What is needed →
Start to finish, reproduce the records below with nothing missing.

Supplied material →
.....
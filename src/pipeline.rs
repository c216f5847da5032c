//! Chunked batch verification pipeline.
//!
//! Groups are read, scored and flushed strictly one after another, so peak
//! memory is bounded by the group size and output order equals input order.
//! A fatal error stops the run; rows already flushed stay in the output.

use crate::config::{AppConfig, HeuristicsConfig};
use crate::error::PipelineResult;
use crate::feature_extractor::HeuristicExtractor;
use crate::metrics::{RunReport, RunStatistics};
use crate::reader::GroupReader;
use crate::types::outcome::OutputRow;
use crate::types::record::UrlRecord;
use crate::writer::ResultWriter;
use chrono::{DateTime, Utc};
use std::fs::File;
use std::io::{Read, Write};
use std::path::Path;
use std::time::Instant;
use tracing::{debug, info};
use uuid::Uuid;

/// Where a run got to, for diagnosing a fatal error.
#[derive(Debug, Clone, Default, PartialEq, Eq)]
pub struct RunProgress {
    /// Zero-based index of the last group fully written
    pub last_completed_group: Option<usize>,
    /// URL of the last row flushed to the output
    pub last_written_url: Option<String>,
}

/// Score a group of records, updating `stats` once per record.
///
/// Output rows come back in input order.
pub fn process_group(
    extractor: &HeuristicExtractor,
    records: &[UrlRecord],
    stats: &mut RunStatistics,
) -> Vec<OutputRow> {
    records
        .iter()
        .map(|record| {
            let start = Instant::now();
            let eval = extractor.evaluate(record);
            let elapsed = start.elapsed();

            stats.record(eval.status, elapsed);
            OutputRow::new(
                record,
                &eval.features,
                eval.verdict,
                eval.status,
                elapsed.as_secs_f64() * 1000.0,
            )
        })
        .collect()
}

/// One verification run over an input dataset.
pub struct VerificationPipeline<R: Read, W: Write> {
    reader: GroupReader<R>,
    writer: ResultWriter<W>,
    extractor: HeuristicExtractor,
    stats: RunStatistics,
    progress: RunProgress,
    groups_completed: usize,
    run_id: Uuid,
    started_at: DateTime<Utc>,
    started: Instant,
}

impl VerificationPipeline<File, File> {
    /// Open the input, resolve its schema and create the output with its header.
    pub fn open<P: AsRef<Path>, Q: AsRef<Path>>(
        input_path: P,
        output_path: Q,
        group_size: usize,
        heuristics: &HeuristicsConfig,
    ) -> PipelineResult<Self> {
        let reader = GroupReader::open(input_path, group_size)?;
        let writer = ResultWriter::create(output_path)?;
        Ok(Self::from_parts(
            reader,
            writer,
            HeuristicExtractor::from_config(heuristics),
        ))
    }

    /// Open using the paths and parameters from configuration.
    pub fn from_config(config: &AppConfig) -> PipelineResult<Self> {
        Self::open(
            &config.pipeline.input_path,
            &config.pipeline.output_path,
            config.pipeline.group_size,
            &config.heuristics,
        )
    }
}

impl<R: Read, W: Write> VerificationPipeline<R, W> {
    pub fn from_parts(
        reader: GroupReader<R>,
        writer: ResultWriter<W>,
        extractor: HeuristicExtractor,
    ) -> Self {
        let run_id = Uuid::new_v4();
        info!(run_id = %run_id, "Verification run started");

        Self {
            reader,
            writer,
            extractor,
            stats: RunStatistics::new(),
            progress: RunProgress::default(),
            groups_completed: 0,
            run_id,
            started_at: Utc::now(),
            started: Instant::now(),
        }
    }

    /// Read the next group of records, `None` at end of input.
    pub fn next_group(&mut self) -> PipelineResult<Option<Vec<UrlRecord>>> {
        self.reader.next_group()
    }

    /// Score one group against this run's statistics.
    pub fn process_group(&mut self, records: &[UrlRecord]) -> Vec<OutputRow> {
        process_group(&self.extractor, records, &mut self.stats)
    }

    /// Append one scored group to the output and mark it completed.
    pub fn append_results(&mut self, rows: &[OutputRow]) -> PipelineResult<()> {
        self.writer.append_group(rows)?;

        self.progress.last_completed_group = Some(self.groups_completed);
        self.progress.last_written_url = self.writer.last_url().map(str::to_string);
        self.groups_completed += 1;
        Ok(())
    }

    /// Process every remaining group, then finalize.
    pub fn run(&mut self) -> PipelineResult<RunReport> {
        while let Some(records) = self.next_group()? {
            let group_start = Instant::now();
            let group_index = self.groups_completed;
            info!(group = group_index + 1, urls = records.len(), "Processing group");

            let rows = self.process_group(&records);
            self.append_results(&rows)?;

            info!(
                group = group_index + 1,
                elapsed_secs = format!("{:.2}", group_start.elapsed().as_secs_f64()),
                accuracy = format!("{:.2}%", self.stats.accuracy().unwrap_or(0.0) * 100.0),
                "Group completed"
            );
        }

        debug!(lines = self.reader.lines_read(), "Input exhausted");
        self.finalize()
    }

    /// Build the aggregate report. Fails with `EmptyInput` when nothing ran.
    pub fn finalize(&self) -> PipelineResult<RunReport> {
        RunReport::from_stats(
            self.run_id,
            self.started_at,
            &self.stats,
            self.groups_completed,
            self.started.elapsed(),
        )
    }

    pub fn stats(&self) -> &RunStatistics {
        &self.stats
    }

    pub fn progress(&self) -> &RunProgress {
        &self.progress
    }

    pub fn rows_written(&self) -> u64 {
        self.writer.rows_written()
    }

    /// Finish the run and give back the output sink.
    pub fn into_writer(self) -> PipelineResult<W> {
        self.writer.into_inner()
    }
}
.....
Your solution →
filename src/pipeline.rs
repository c216f5847da5032c
//! Chunked batch verification pipeline.
//!
//! Groups are read, scored and flushed strictly one after another, so peak
//! memory is bounded by the group size and output order equals input order.
//! A fatal error stops the run; rows already flushed stay in the output.

use crate::config::{AppConfig, HeuristicsConfig};
use crate::error::PipelineResult;
use crate::feature_extractor::HeuristicExtractor;
use crate::metrics::{RunReport, RunStatistics};
use crate::reader::GroupReader;
use crate::types::outcome::OutputRow;
use crate::types::record::UrlRecord;
use crate::writer::ResultWriter;
use chrono::{DateTime, Utc};
use std::fs::File;
use std::io::{Read, Write};
use std::path::Path;
use std::time::Instant;
use tracing::{debug, info};
use uuid::Uuid;

/// Where a run got to, for diagnosing a fatal error.
#[derive(Debug, Clone, Default, PartialEq, Eq)]
pub struct RunProgress {
    /// Zero-based index of the last group fully written
    pub last_completed_group: Option<usize>,
    /// URL of the last row flushed to the output
    pub last_written_url: Option<String>,
}

/// Score a group of records, updating `stats` once per record.
///
/// Output rows come back in input order.
pub fn process_group(
    extractor: &HeuristicExtractor,
    records: &[UrlRecord],
    stats: &mut RunStatistics,
) -> Vec<OutputRow> {
    records
        .iter()
        .map(|record| {
            let start = Instant::now();
            let eval = extractor.evaluate(record);
            let elapsed = start.elapsed();

            stats.record(eval.status, elapsed);
            OutputRow::new(
                record,
                &eval.features,
                eval.verdict,
                eval.status,
                elapsed.as_secs_f64() * 1000.0,
            )
        })
        .collect()
}

/// One verification run over an input dataset.
pub struct VerificationPipeline<R: Read, W: Write> {
    reader: GroupReader<R>,
    writer: ResultWriter<W>,
    extractor: HeuristicExtractor,
    stats: RunStatistics,
    progress: RunProgress,
    groups_completed: usize,
    run_id: Uuid,
    started_at: DateTime<Utc>,
    started: Instant,
}

impl VerificationPipeline<File, File> {
    /// Open the input, resolve its schema and create the output with its header.
    pub fn open<P: AsRef<Path>, Q: AsRef<Path>>(
        input_path: P,
        output_path: Q,
        group_size: usize,
        heuristics: &HeuristicsConfig,
    ) -> PipelineResult<Self> {
        let reader = GroupReader::open(input_path, group_size)?;
        let writer = ResultWriter::create(output_path)?;
        Ok(Self::from_parts(
            reader,
            writer,
            HeuristicExtractor::from_config(heuristics),
        ))
    }

    /// Open using the paths and parameters from configuration.
    pub fn from_config(config: &AppConfig) -> PipelineResult<Self> {
        Self::open(
            &config.pipeline.input_path,
            &config.pipeline.output_path,
            config.pipeline.group_size,
            &config.heuristics,
        )
    }
}

impl<R: Read, W: Write> VerificationPipeline<R, W> {
    pub fn from_parts(
        reader: GroupReader<R>,
        writer: ResultWriter<W>,
        extractor: HeuristicExtractor,
    ) -> Self {
        let run_id = Uuid::new_v4();
        info!(run_id = %run_id, "Verification run started");

        Self {
            reader,
            writer,
            extractor,
            stats: RunStatistics::new(),
            progress: RunProgress::default(),
            groups_completed: 0,
            run_id,
            started_at: Utc::now(),
            started: Instant::now(),
        }
    }

    /// Read the next group of records, `None` at end of input.
    pub fn next_group(&mut self) -> PipelineResult<Option<Vec<UrlRecord>>> {
        self.reader.next_group()
    }

    /// Score one group against this run's statistics.
    pub fn process_group(&mut self, records: &[UrlRecord]) -> Vec<OutputRow> {
        process_group(&self.extractor, records, &mut self.stats)
    }

    /// Append one scored group to the output and mark it completed.
    pub fn append_results(&mut self, rows: &[OutputRow]) -> PipelineResult<()> {
        self.writer.append_group(rows)?;

        self.progress.last_completed_group = Some(self.groups_completed);
        self.progress.last_written_url = self.writer.last_url().map(str::to_string);
        self.groups_completed += 1;
        Ok(())
    }

    /// Process every remaining group, then finalize.
    pub fn run(&mut self) -> PipelineResult<RunReport> {
        while let Some(records) = self.next_group()? {
            let group_start = Instant::now();
            let group_index = self.groups_completed;
            info!(group = group_index + 1, urls = records.len(), "Processing group");

            let rows = self.process_group(&records);
            self.append_results(&rows)?;

            info!(
                group = group_index + 1,
                elapsed_secs = format!("{:.2}", group_start.elapsed().as_secs_f64()),
                accuracy = format!("{:.2}%", self.stats.accuracy().unwrap_or(0.0) * 100.0),
                "Group completed"
            );
        }

        debug!(lines = self.reader.lines_read(), "Input exhausted");
        self.finalize()
    }

    /// Build the aggregate report. Fails with `EmptyInput` when nothing ran.
    pub fn finalize(&self) -> PipelineResult<RunReport> {
        RunReport::from_stats(
            self.run_id,
            self.started_at,
            &self.stats,
            self.groups_completed,
            self.started.elapsed(),
        )
    }

    pub fn stats(&self) -> &RunStatistics {
        &self.stats
    }

    pub fn progress(&self) -> &RunProgress {
        &self.progress
    }

    pub fn rows_written(&self) -> u64 {
        self.writer.rows_written()
    }

    /// Finish the run and give back the output sink.
    pub fn into_writer(self) -> PipelineResult<W> {
        self.writer.into_inner()
    }
}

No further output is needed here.